À l’heure où la rentrée scolaire a eu lieu dans une grande partie de la Suisse romande, notamment dans le canton de Vaud, les enseignants font leur retour en classe après des vacances bien méritées. Cependant, derrière cette reprise se cache une réalité moins joyeuse pour les professeurs du primaire de la région : leur salaire est bien inférieur à celui de leurs collègues alémaniques.
Cette situation met en lumière un phénomène de disparité salariale qui mérite d’être analysé, tant au niveau de l’impact sur la profession que sur les enjeux éducatifs pour l’avenir de la Suisse. Alors que l’enseignement joue un rôle clé dans le développement de la société, ces inégalités risquent de fragiliser l’attractivité de la profession et la qualité de l’éducation.
Une situation contrastée : les salaires des enseignants suisses
L’étude menée par la Conférence des directeurs de l’instruction publique et les départements cantonaux de l’éducation, relayée par le média « Blick », révèle un écart significatif de salaires entre les cantons suisses. À la tête du classement des salaires, on retrouve le canton de Zurich, où les enseignants du primaire bénéficient des rémunérations les plus attractives.
Dès le début de leur carrière, ces enseignants perçoivent un salaire annuel de 98’915 francs, pouvant atteindre un maximum de 152’569 francs pour ceux qui arrivent à la fin de leur parcours professionnel. En comparaison, les enseignants des autres cantons alémaniques, tels que Bâle-Ville et Genève, suivent de près, avec des salaires maximaux respectifs de 137’491 francs et 135’713 francs.
À Genève, les enseignants commencent leur carrière avec un salaire particulièrement élevé de 100’377 francs, un chiffre qui inclut également le 13e salaire.

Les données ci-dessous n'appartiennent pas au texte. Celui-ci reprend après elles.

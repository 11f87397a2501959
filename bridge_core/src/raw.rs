//! `#[repr(C)]` shapes exchanged with the foreign plugin, and their decoding into
//! the owned Rust model.
//!
//! Everything passed *into* the bridge is borrowed for the duration of one call.
//! Decoding copies it, so nothing decoded here keeps a pointer into foreign memory.

use std::ffi::{CStr, CString};
use std::os::raw::{c_char, c_int};
use std::ptr;

use thiserror::Error;

use crate::modifiers::Modifiers;
use crate::tags::TagSet;
use crate::timestamp::{Timestamp, TimestampError};
use crate::value::{MetricValue, ValueKind};

/// Called with a context id for Collect, Load and Unload.
pub type TaskCallback = unsafe extern "C" fn(ctx_id: *mut c_char);

/// Called once, before any context exists, to register definitions.
pub type DefineCallback = unsafe extern "C" fn();

#[derive(Debug, Clone, PartialEq, Eq, Error)]
pub enum RawDecodeError {
    #[error("{0} must not be null")]
    NullPointer(&'static str),
    #[error("{0} is not valid UTF-8")]
    InvalidUtf8(&'static str),
    #[error("invalid value type {0}")]
    InvalidValueType(i32),
    #[error("map length {0} is negative")]
    NegativeLength(i32),
    #[error(transparent)]
    InvalidTimestamp(#[from] TimestampError),
}

#[repr(C)]
#[derive(Clone, Copy)]
pub union RawValueUnion {
    pub v_int64: i64,
    pub v_uint64: u64,
    pub v_double: f64,
    pub v_bool: c_int,
}

/// A metric value as it crosses the boundary. `vtype` selects the union member.
#[repr(C)]
#[derive(Clone, Copy)]
pub struct RawValue {
    pub value: RawValueUnion,
    pub vtype: c_int,
}

impl From<MetricValue> for RawValue {
    fn from(value: MetricValue) -> Self {
        let raw = match value {
            MetricValue::Int64(v) => RawValueUnion { v_int64: v },
            MetricValue::Uint64(v) => RawValueUnion { v_uint64: v },
            MetricValue::Double(v) => RawValueUnion { v_double: v },
            MetricValue::Bool(v) => RawValueUnion { v_bool: v as c_int },
        };
        RawValue { value: raw, vtype: value.kind().as_raw() }
    }
}

impl RawValue {
    /// Reads the member selected by `vtype`.
    ///
    /// # Safety
    /// The union member named by `vtype` must be the one that was written.
    pub unsafe fn decode(&self) -> Result<MetricValue, RawDecodeError> {
        let kind = ValueKind::from_raw(self.vtype).ok_or(RawDecodeError::InvalidValueType(self.vtype))?;
        Ok(match kind {
            ValueKind::Int64 => MetricValue::Int64(self.value.v_int64),
            ValueKind::Uint64 => MetricValue::Uint64(self.value.v_uint64),
            ValueKind::Double => MetricValue::Double(self.value.v_double),
            ValueKind::Bool => MetricValue::Bool(self.value.v_bool != 0),
        })
    }
}

#[repr(C)]
#[derive(Debug, Clone, Copy)]
pub struct RawMapElement {
    pub key: *mut c_char,
    pub value: *mut c_char,
}

#[repr(C)]
#[derive(Debug, Clone, Copy)]
pub struct RawMap {
    pub elements: *mut RawMapElement,
    pub length: c_int,
}

/// Error handed to the foreign side. Released with `dealloc_error`.
#[repr(C)]
#[derive(Debug)]
pub struct RawError {
    pub msg: *mut c_char,
}

#[repr(C)]
#[derive(Debug, Clone, Copy)]
pub struct RawTimestamp {
    pub sec: i64,
    pub nsec: c_int,
}

/// Every field is nullable; null means "not supplied".
#[repr(C)]
#[derive(Debug, Clone, Copy)]
pub struct RawModifiers {
    pub tags_to_add: *const RawMap,
    pub tags_to_remove: *const RawMap,
    pub timestamp: *const RawTimestamp,
    pub description: *const c_char,
    pub unit: *const c_char,
}

impl Default for RawModifiers {
    fn default() -> Self {
        RawModifiers {
            tags_to_add: ptr::null(),
            tags_to_remove: ptr::null(),
            timestamp: ptr::null(),
            description: ptr::null(),
            unit: ptr::null(),
        }
    }
}

/// Builds a `CString`, dropping interior NUL bytes instead of failing.
pub fn to_c_string(s: &str) -> CString {
    if s.as_bytes().contains(&0) {
        CString::new(s.replace('\0', "")).unwrap_or_default()
    } else {
        CString::new(s).unwrap_or_default()
    }
}

/// # Safety
/// `ptr` must be null or point to a NUL-terminated string valid for `'a`.
pub unsafe fn read_str<'a>(ptr: *const c_char, what: &'static str) -> Result<&'a str, RawDecodeError> {
    if ptr.is_null() {
        return Err(RawDecodeError::NullPointer(what));
    }
    CStr::from_ptr(ptr).to_str().map_err(|_| RawDecodeError::InvalidUtf8(what))
}

/// Like [`read_str`] but null yields `None`.
///
/// # Safety
/// Same as [`read_str`].
pub unsafe fn read_opt_string(ptr: *const c_char, what: &'static str) -> Result<Option<String>, RawDecodeError> {
    if ptr.is_null() {
        return Ok(None);
    }
    read_str(ptr, what).map(|s| Some(s.to_string()))
}

/// # Safety
/// `map` must be null or point to a `RawMap` whose `elements` holds `length`
/// entries, each with NUL-terminated key and value.
pub unsafe fn decode_map(map: *const RawMap) -> Result<Option<TagSet>, RawDecodeError> {
    if map.is_null() {
        return Ok(None);
    }
    let map = &*map;
    if map.length < 0 {
        return Err(RawDecodeError::NegativeLength(map.length));
    }
    if map.length == 0 {
        return Ok(Some(TagSet::new()));
    }
    if map.elements.is_null() {
        return Err(RawDecodeError::NullPointer("map elements"));
    }

    let elements = std::slice::from_raw_parts(map.elements, map.length as usize);
    let mut tags = TagSet::new();
    for element in elements {
        let key = read_str(element.key, "map key")?;
        let value = read_str(element.value, "map value")?;
        tags.insert(key, value);
    }
    Ok(Some(tags))
}

/// # Safety
/// `ts` must be null or point to a valid `RawTimestamp`.
pub unsafe fn decode_timestamp(ts: *const RawTimestamp) -> Result<Option<Timestamp>, RawDecodeError> {
    if ts.is_null() {
        return Ok(None);
    }
    let ts = &*ts;
    Ok(Some(Timestamp::new(ts.sec, i64::from(ts.nsec))?))
}

/// # Safety
/// `modifiers` must be null or point to a `RawModifiers` whose non-null fields
/// satisfy the contracts of [`decode_map`], [`decode_timestamp`] and [`read_str`].
pub unsafe fn decode_modifiers(modifiers: *const RawModifiers) -> Result<Option<Modifiers>, RawDecodeError> {
    if modifiers.is_null() {
        return Ok(None);
    }
    let raw = &*modifiers;

    let tags_to_remove = decode_map(raw.tags_to_remove)?
        .map(|tags| tags.keys().map(str::to_string).collect());

    Ok(Some(Modifiers {
        tags_to_add: decode_map(raw.tags_to_add)?,
        tags_to_remove,
        timestamp: decode_timestamp(raw.timestamp)?,
        description: read_opt_string(raw.description, "description")?,
        unit: read_opt_string(raw.unit, "unit")?,
    }))
}

/// A `RawMap` backed by owned storage, for callers building boundary input from Rust.
pub struct OwnedRawMap {
    _strings: Vec<CString>,
    elements: Vec<RawMapElement>,
    map: RawMap,
}

impl OwnedRawMap {
    pub fn new<K: AsRef<str>, V: AsRef<str>>(entries: &[(K, V)]) -> Self {
        let mut strings = Vec::with_capacity(entries.len() * 2);
        let mut elements = Vec::with_capacity(entries.len());
        for (k, v) in entries {
            let key = to_c_string(k.as_ref());
            let value = to_c_string(v.as_ref());
            // CString's heap buffer doesn't move when the CString itself is moved
            elements.push(RawMapElement {
                key: key.as_ptr() as *mut c_char,
                value: value.as_ptr() as *mut c_char,
            });
            strings.push(key);
            strings.push(value);
        }
        let map = RawMap { elements: elements.as_mut_ptr(), length: elements.len() as c_int };
        OwnedRawMap { _strings: strings, elements, map }
    }

    pub fn as_ptr(&self) -> *const RawMap {
        &self.map
    }

    pub fn len(&self) -> usize {
        self.elements.len()
    }

    pub fn is_empty(&self) -> bool {
        self.elements.is_empty()
    }
}

/// Owned counterpart of [`RawModifiers`]; the raw view stays valid while this lives.
#[derive(Default)]
pub struct OwnedRawModifiers {
    tags_to_add: Option<Box<OwnedRawMap>>,
    tags_to_remove: Option<Box<OwnedRawMap>>,
    timestamp: Option<Box<RawTimestamp>>,
    description: Option<CString>,
    unit: Option<CString>,
}

impl OwnedRawModifiers {
    pub fn new() -> Self {
        Self::default()
    }

    pub fn tags_to_add<K: AsRef<str>, V: AsRef<str>>(mut self, tags: &[(K, V)]) -> Self {
        self.tags_to_add = Some(Box::new(OwnedRawMap::new(tags)));
        self
    }

    pub fn tags_to_remove<K: AsRef<str>>(mut self, keys: &[K]) -> Self {
        let entries: Vec<(&str, &str)> = keys.iter().map(|k| (k.as_ref(), "")).collect();
        self.tags_to_remove = Some(Box::new(OwnedRawMap::new(&entries)));
        self
    }

    pub fn timestamp(mut self, sec: i64, nsec: c_int) -> Self {
        self.timestamp = Some(Box::new(RawTimestamp { sec, nsec }));
        self
    }

    pub fn description(mut self, description: &str) -> Self {
        self.description = Some(to_c_string(description));
        self
    }

    pub fn unit(mut self, unit: &str) -> Self {
        self.unit = Some(to_c_string(unit));
        self
    }

    /// Raw view borrowing this value's storage.
    pub fn as_raw(&self) -> RawModifiers {
        RawModifiers {
            tags_to_add: self.tags_to_add.as_ref().map_or(ptr::null(), |m| m.as_ptr()),
            tags_to_remove: self.tags_to_remove.as_ref().map_or(ptr::null(), |m| m.as_ptr()),
            timestamp: self.timestamp.as_deref().map_or(ptr::null(), |t| t as *const RawTimestamp),
            description: self.description.as_ref().map_or(ptr::null(), |s| s.as_ptr()),
            unit: self.unit.as_ref().map_or(ptr::null(), |s| s.as_ptr()),
        }
    }
}

#[cfg(test)]
mod tests {
    use super::*;
    use proptest::prelude::*;

    fn round_trip(value: MetricValue) -> MetricValue {
        let raw = RawValue::from(value);
        unsafe { raw.decode() }.unwrap()
    }

    proptest! {
        #[test]
        fn int64_survives_the_boundary(v in any::<i64>()) {
            prop_assert_eq!(round_trip(MetricValue::Int64(v)), MetricValue::Int64(v));
        }

        #[test]
        fn uint64_survives_the_boundary(v in any::<u64>()) {
            prop_assert_eq!(round_trip(MetricValue::Uint64(v)), MetricValue::Uint64(v));
        }

        #[test]
        fn double_bits_survive_the_boundary(bits in any::<u64>()) {
            let v = f64::from_bits(bits);
            match round_trip(MetricValue::Double(v)) {
                MetricValue::Double(out) => prop_assert_eq!(out.to_bits(), bits),
                other => prop_assert!(false, "kind changed: {:?}", other),
            }
        }
    }

    #[test]
    fn unknown_discriminant_is_rejected() {
        let raw = RawValue { value: RawValueUnion { v_int64: 7 }, vtype: 0 };
        assert_eq!(unsafe { raw.decode() }, Err(RawDecodeError::InvalidValueType(0)));

        let raw = RawValue { value: RawValueUnion { v_int64: 7 }, vtype: 9 };
        assert_eq!(unsafe { raw.decode() }, Err(RawDecodeError::InvalidValueType(9)));
    }

    #[test]
    fn any_nonzero_bool_is_true() {
        let raw = RawValue { value: RawValueUnion { v_bool: 42 }, vtype: ValueKind::Bool.as_raw() };
        assert_eq!(unsafe { raw.decode() }, Ok(MetricValue::Bool(true)));
        assert_eq!(round_trip(MetricValue::Bool(false)), MetricValue::Bool(false));
    }

    #[test]
    fn null_and_empty_maps_differ() {
        assert_eq!(unsafe { decode_map(ptr::null()) }, Ok(None));

        let empty = OwnedRawMap::new::<&str, &str>(&[]);
        assert_eq!(unsafe { decode_map(empty.as_ptr()) }, Ok(Some(TagSet::new())));

        let map = OwnedRawMap::new(&[("a", "1"), ("b", "2")]);
        let tags = unsafe { decode_map(map.as_ptr()) }.unwrap().unwrap();
        assert_eq!(tags.iter().collect::<Vec<_>>(), vec![("a", "1"), ("b", "2")]);
    }

    #[test]
    fn modifiers_decode_into_owned_values() {
        let owned = OwnedRawModifiers::new()
            .tags_to_add(&[("zone", "eu")])
            .tags_to_remove(&["host"])
            .timestamp(10, 5)
            .unit("ms");
        let raw = owned.as_raw();
        let decoded = unsafe { decode_modifiers(&raw) }.unwrap().unwrap();
        drop(owned);

        assert_eq!(decoded.tags_to_add.unwrap().get("zone"), Some("eu"));
        assert!(decoded.tags_to_remove.unwrap().contains("host"));
        assert_eq!(decoded.timestamp, Some(Timestamp::new(10, 5).unwrap()));
        assert_eq!(decoded.unit.as_deref(), Some("ms"));
        assert_eq!(decoded.description, None);
        assert_eq!(unsafe { decode_modifiers(ptr::null()) }, Ok(None));
    }

    #[test]
    fn out_of_range_timestamp_is_rejected() {
        let owned = OwnedRawModifiers::new().timestamp(1, 1_000_000_000);
        let raw = owned.as_raw();
        assert!(matches!(
            unsafe { decode_modifiers(&raw) },
            Err(RawDecodeError::InvalidTimestamp(_))
        ));
    }

    #[test]
    fn interior_nul_is_stripped() {
        assert_eq!(to_c_string("a\0b").as_bytes(), b"ab");
    }
}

Cette rémunération se distingue nettement des salaires des enseignants romands dans d’autres cantons, qui peinent à rivaliser avec ces chiffres.
En revanche, la situation est tout autre pour les enseignants des cantons romands. Si certains cantons comme Fribourg, Vaud, Valais et le Jura se situent dans la moyenne inférieure, avec des salaires allant de 80’000 à 121’000 francs en fin de carrière, d’autres se distinguent par des rémunérations particulièrement faibles. Le canton de Neuchâtel occupe la place de mauvais élève, avec un salaire de départ de seulement 77’068 francs. C’est également dans ce canton que l’écart salarial est le plus marqué, avec un plafond de 111’749 francs, le plus bas de toute la Suisse. À titre de comparaison, les cantons d’Obwald et Nidwald, également situés en Suisse centrale, n’offrent qu’un salaire légèrement supérieur, avec un maximum de 114’000 francs.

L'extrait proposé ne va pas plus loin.